Being conspicuously placed by the roadside we soon had visitations from passers-by curious as to what had happened to us. (We had by now lowered our red ensign to save British pride). However, we seemed to take on the mantle of a confessions box with many tales re-lived of rocks attacking boats and one confessor admitting that he had used a sea buoy as a navigation waypoint on his chart plotter along his route. Whilst distracted he had actually hit the buoy square-on. These waters appear to be home to an awful number of marine misadventures so maybe our encounter with some 'Finest Penobscot Sand' as one boater described the local granite wasn't so bad after all.
Monday morning at 0700 whilst we were still supping our first cup of tea, bemoaning the arrival of a belt of rain crossing the coast, the hull suddenly reverberated to the sound of an electric sander attacking the underside the boat. In fact the whole yard seemed to come alive at 0600, workshop doors flung open, the boat transporter lorry started up and left idling, the travel hoist a constant background noise throughout the day - these people start early and finish early as they have so many post-work activities like fishing or shooting bears.
By 1500 hours that same day the hole was filled, re-glassed, new gelcoat rollered on and antifouling applied. The repair pronounced as completed. The rudder bushes were also ready but just too tight so they were re-machined immediately so the rudder was ready to go back on next morning when we were re-launched. We celebrated with a return visit to the Rockland Cafe for another 'all you can eat' extravaganza. Well, Phil took that unsurprising option whilst the 'Admiral' went upmarket and chose a poor old lobster called 'Shelley' which was forcibly ejected from its comfortable display tank in the middle of the cafe with all its friends waving goodbye before being plunged into a huge pan of boiling hot water, passing them just a few minutes later looking decidedly red and certainly dead. Poor devil! Phil managed just the two large platefuls of the haddock and chips but refused a chocolate pudding desert on health grounds.

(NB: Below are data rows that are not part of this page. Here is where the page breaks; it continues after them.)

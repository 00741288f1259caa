//! Roaster management service

use sqlx::PgPool;
use uuid::Uuid;

use shared::schemas::{RoasterCreate, RoasterListQuery, RoasterListResponse, RoasterUpdate};

use crate::error::{AppError, AppResult};
use crate::models::Roaster;
use crate::repositories::{RoasterFilter, RoasterRepository};

/// Roaster service enforcing name uniqueness among live roasters
#[derive(Clone)]
pub struct RoasterService {
    roasters: RoasterRepository,
}

impl RoasterService {
    /// Create a new RoasterService instance
    pub fn new(db: PgPool) -> Self {
        Self {
            roasters: RoasterRepository::new(db),
        }
    }

    pub async fn create(&self, input: RoasterCreate, user_id: &str) -> AppResult<Roaster> {
        let input = input.normalized();
        self.ensure_name_available(&input.name, None).await?;

        let row = self.roasters.create(&input, user_id).await?;
        Ok(row.into())
    }

    pub async fn list(&self, query: &RoasterListQuery) -> AppResult<RoasterListResponse> {
        let filter = RoasterFilter {
            search: non_blank(query.search.as_deref()),
            location: non_blank(query.location.as_deref()),
        };
        let pagination = query.pagination();

        let rows = self
            .roasters
            .list(&filter, pagination.skip, pagination.limit)
            .await?;
        let total = self.roasters.count_filtered(&filter).await?;

        let roasters = rows.into_iter().map(Roaster::from).collect();
        Ok(RoasterListResponse::new(roasters, total, pagination))
    }

    pub async fn get(&self, id: Uuid) -> AppResult<Roaster> {
        let row = self.roasters.get_or_not_found(id).await?;
        Ok(row.into())
    }

    pub async fn update(&self, id: Uuid, input: RoasterUpdate, user_id: &str) -> AppResult<Roaster> {
        let input = input.normalized();
        if let Some(name) = &input.name {
            self.ensure_name_available(name, Some(id)).await?;
        }

        self.roasters
            .update(id, &input, user_id)
            .await?
            .map(Roaster::from)
            .ok_or_else(|| AppError::NotFound("Roaster".to_string()))
    }

    /// Soft delete
    pub async fn delete(&self, id: Uuid, user_id: &str) -> AppResult<()> {
        self.roasters.soft_delete(id, user_id).await?;
        Ok(())
    }

    pub async fn restore(&self, id: Uuid, user_id: &str) -> AppResult<Roaster> {
        let row = self.roasters.restore(id, user_id).await?;
        Ok(row.into())
    }

    async fn ensure_name_available(&self, name: &str, current: Option<Uuid>) -> AppResult<()> {
        match self.roasters.get_by_name(name).await? {
            Some(existing) if Some(existing.id) != current => Err(AppError::Conflict(format!(
                "Roaster with name '{}' already exists",
                name.trim()
            ))),
            _ => Ok(()),
        }
    }
}

/// Treat an empty query parameter as absent
pub(crate) fn non_blank(value: Option<&str>) -> Option<String> {
    value
        .map(str::trim)
        .filter(|v| !v.is_empty())
        .map(str::to_string)
}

Results after grinding back Daylight penetrates our water tank
The hole has to get bigger .. ... before being re-glassed ready for the top coatings
The re-launch didn't quite go as planned as the new rudder bearings being a snug fit meant the boat had to be lowered back down onto the rudder to achieve the final positioning back in the main tube. The yard workers were brilliant in assisting with this issue as Phil was busy inside knocking home the top bearing. In the heat of the moment with the boat suspended in slings you really do wonder why you start these jobs!!
Back in the water we began cleaning the decks and re-provisioning ready to leave Tuesday morning. It was great to be afloat and we can't praise enough the honest efforts of all who helped us at Journey's End Marina. Nothing was too much trouble or effort with a refreshing honestly throughout the workforce that seems hard to find in many areas.
Back towards the water Great to be afloat again. four days out and back in!